# Cancer and vaccinations



## davetgabby (Dec 29, 2007)

More from Dogs Naturally on this over vaccination debacle. http://www.dogsnaturallymagazine.com/cancer-in-our-pet-population/


----------



## ShirleyH (Sep 13, 2009)

Dave, I know I've said it before on the forum, but after losing our Bolognese to an immune system disorder linked to vaccines, I would stand between my dog and another vaccine needle. We will do titers even for State mandated rabies vaccine and let the chips fall. 

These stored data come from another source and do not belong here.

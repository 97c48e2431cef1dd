/*******************************************************************************
 *
 *    Copyright (c) 2025.
 *    3-Prism Co. Ltd.
 *
 *    All rights reserved.
 *
 ******************************************************************************/

use prism3_unsigned_atomic::{
    Cell16,
    Cell32,
    Cell64,
    Cell8,
};
use std::cmp::Ordering;
use std::panic::{
    self,
    AssertUnwindSafe,
};
use std::sync::{
    Arc,
    Barrier,
};
use std::thread;

const NUM_THREADS: usize = 10;
const ITERATIONS_PER_THREAD: usize = 1000;

// 3 * 85 = 255 stays below 2^8, so any lost update is visible.
#[test]
fn test_concurrent_increment_cell8() {
    const THREADS: usize = 3;
    const ITERATIONS: usize = 85;

    let counter = Arc::new(Cell8::new(0));
    let barrier = Arc::new(Barrier::new(THREADS));
    let mut handles = vec![];

    for _ in 0..THREADS {
        let counter = counter.clone();
        let barrier = barrier.clone();
        let handle = thread::spawn(move || {
            barrier.wait();
            for _ in 0..ITERATIONS {
                counter.increment();
            }
        });
        handles.push(handle);
    }

    for handle in handles {
        handle.join().unwrap();
    }

    assert_eq!(counter.value(), (THREADS * ITERATIONS) as u8);
}

#[test]
fn test_concurrent_increment_cell32() {
    let counter = Arc::new(Cell32::new(0));
    let mut handles = vec![];

    for _ in 0..NUM_THREADS {
        let counter = counter.clone();
        let handle = thread::spawn(move || {
            for _ in 0..ITERATIONS_PER_THREAD {
                counter.increment();
            }
        });
        handles.push(handle);
    }

    for handle in handles {
        handle.join().unwrap();
    }

    assert_eq!(counter.value(), (NUM_THREADS * ITERATIONS_PER_THREAD) as u32);
}

#[test]
fn test_concurrent_decrement() {
    let counter = Arc::new(Cell64::new(10_000));
    let mut handles = vec![];

    for _ in 0..NUM_THREADS {
        let counter = counter.clone();
        let handle = thread::spawn(move || {
            for _ in 0..100 {
                counter.decrement();
            }
        });
        handles.push(handle);
    }

    for handle in handles {
        handle.join().unwrap();
    }

    assert_eq!(counter.value(), 10_000 - (NUM_THREADS * 100) as u64);
}

// Additions of mixed operand classes commute modulo 2^16, so the final
// value is fixed even though the interleaving is not.
#[test]
fn test_concurrent_mixed_operands() {
    let cell = Arc::new(Cell16::new(0));
    let delta = Arc::new(Cell8::new(3));
    let mut handles = vec![];

    for i in 0..NUM_THREADS {
        let cell = cell.clone();
        let delta = delta.clone();
        let handle = thread::spawn(move || {
            for _ in 0..ITERATIONS_PER_THREAD {
                match i % 3 {
                    0 => cell.add_assign(70_000u32),
                    1 => cell.add_assign(-5i64),
                    _ => cell.add_assign(&*delta),
                }
            }
        });
        handles.push(handle);
    }

    for handle in handles {
        handle.join().unwrap();
    }

    let mut expected: u16 = 0;
    for i in 0..NUM_THREADS {
        let step: u16 = match i % 3 {
            0 => 70_000u32 as u16,
            1 => 0u16.wrapping_sub(5),
            _ => 3,
        };
        expected = expected.wrapping_add(step.wrapping_mul(ITERATIONS_PER_THREAD as u16));
    }
    assert_eq!(cell.value(), expected);
}

#[test]
fn test_concurrent_readers_see_whole_values() {
    // The single writer only moves between 0 and u32::MAX; a torn or
    // partial update would show as any other value.
    let cell = Arc::new(Cell32::new(0));
    let mut handles = vec![];

    for i in 0..NUM_THREADS {
        let cell = cell.clone();
        let handle = thread::spawn(move || {
            for _ in 0..ITERATIONS_PER_THREAD {
                if i == 0 {
                    cell.sub_assign(1u8);
                    cell.add_assign(1u8);
                } else {
                    let value = cell.value();
                    assert!(value == 0 || value == u32::MAX);
                    assert_ne!(cell.compare(-1i32), Ordering::Less);
                }
            }
        });
        handles.push(handle);
    }

    for handle in handles {
        handle.join().unwrap();
    }

    assert_eq!(cell.value(), 0);
}

#[test]
fn test_concurrent_cross_cell_operations_do_not_deadlock() {
    let a = Arc::new(Cell32::new(0));
    let b = Arc::new(Cell32::new(0));
    let mut handles = vec![];

    for i in 0..NUM_THREADS {
        let a = a.clone();
        let b = b.clone();
        let handle = thread::spawn(move || {
            for _ in 0..ITERATIONS_PER_THREAD {
                if i % 2 == 0 {
                    a.add_assign(&*b);
                    a.set(0);
                } else {
                    b.add_assign(&*a);
                    b.set(0);
                }
                let _ = a.compare(&*b);
                let _ = *a == *b;
            }
        });
        handles.push(handle);
    }

    for handle in handles {
        handle.join().unwrap();
    }
}

#[test]
fn test_concurrent_self_addition_is_atomic() {
    // Each doubling runs in one critical section: 64 doublings of 1 in a
    // 64-bit cell end at 0, and every intermediate value is a power of two.
    let cell = Arc::new(Cell64::new(1));
    let mut handles = vec![];

    for _ in 0..4 {
        let cell = cell.clone();
        let handle = thread::spawn(move || {
            for _ in 0..16 {
                cell.add_assign(&*cell);
                let value = cell.value();
                assert!(value == 0 || value.is_power_of_two());
            }
        });
        handles.push(handle);
    }

    for handle in handles {
        handle.join().unwrap();
    }

    assert_eq!(cell.value(), 0);
}

#[test]
fn test_division_by_zero_does_not_block_other_threads() {
    let cell = Arc::new(Cell16::new(100));

    let panicking = {
        let cell = cell.clone();
        thread::spawn(move || {
            let result = panic::catch_unwind(AssertUnwindSafe(|| cell.div_assign(0u16)));
            assert!(result.is_err());
        })
    };
    panicking.join().unwrap();

    let mut handles = vec![];
    for _ in 0..NUM_THREADS {
        let cell = cell.clone();
        handles.push(thread::spawn(move || {
            cell.increment();
        }));
    }
    for handle in handles {
        handle.join().unwrap();
    }

    assert_eq!(cell.value(), 100 + NUM_THREADS as u16);
}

Interesting that the very good boarding place we use very infrequently for Keeper called a friend who works for a holistic veteranarian and told them it was 'ridiculous' to not give vaccines. A client of theirs had told them the mandatory vaccines required by the boarding place were not going to happen and that they would provide proof of immunity via the titer test. This place will hear from us, if that becomes necessary, because this stance on vaccines is more and more in line with veteranian's thinking and if they will not accept proof of immunity via titers, they will lose a customer.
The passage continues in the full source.